Cryptococcus neoformans Titanisation is an inducible and regulated morphotype underlying pathogenesis and drug resistance

Changes in fungal cell shape in response to environmental stimuli drive pathogenesis and niche adaptation. The basidiomycete Cryptococcus neoformans undergoes an unusual morphogenetic transition in the host lung from haploid yeast to large, highly polyploid cells termed Titan cells. Titan cells influence fungal interaction with host cells, including through increased drug resistance, altered cell size, and altered Pathogen Associated Molecular Pattern exposure. We recently described an in vitro induction system for these host-specific cells that provides new insight into the molecular mechanisms underlying Titan cell biology. In vitro Titan cells exhibit all the properties of in vivo-generated Titan cells, the current gold standard, including altered capsule, cell wall, size, high mother cell ploidy, and aneuploid progeny. In the current work, we investigate the role of Titanisation in transient antifungal resistance among clinical and environmental isolates.
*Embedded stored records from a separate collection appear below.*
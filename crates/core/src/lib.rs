//! Core types and traits for geostats
//!
//! This crate defines the foundational types used throughout the system:
//! - StatisticKind: tag + parameters naming an aggregation function
//! - StatisticId: (record type, kind, extended id) identity triple
//! - Record / FieldValue: collaborator-supplied records
//! - DeleteScope: delete requests resolved to a record type
//! - Version / Versioned<T>: per-key optimistic versioning
//! - StatisticEntry / Freshness: persisted entry layout
//! - Error: Error type hierarchy
//! - Traits: StatisticsStore, RecordSource

#![warn(missing_docs)]
#![warn(clippy::all)]

pub mod entry;
pub mod error;
pub mod kind;
pub mod record;
pub mod traits;
pub mod types;
pub mod version;

pub use entry::{Freshness, StatisticEntry};
pub use error::{Error, Result};
pub use kind::{KindParams, KindTag, StatisticKind};
pub use record::{DeleteRequest, DeleteScope, FieldValue, Record, RecordId, RemovedRecords};
pub use traits::{RecordScan, RecordSource, ScanQuery, StatisticScan, StatisticsStore};
pub use types::{BoundingBox, StatisticId, TimeRange};
pub use version::{Version, Versioned};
Specifically, we test the hypothesis that Titanisation is an intrinsic property of Cryptococcus neoformans var. grubbii isolates underlying pathogenesis and fluconazole resistance. We show that there is wide variation in the Titanisation capacity of C. neoformans var. grubbii isolates and link this to host response. Further, we test the role of Titanisation in drug resistance and virulence (capsule, melanin, thermotolerance) via experimental in vitro evolution. Finally, we begin to dissect the molecular mechanisms underlying Titanisation by investigating the role of the master regulator of pathogenesis, Usv101, in the yeast-to-Titan transition.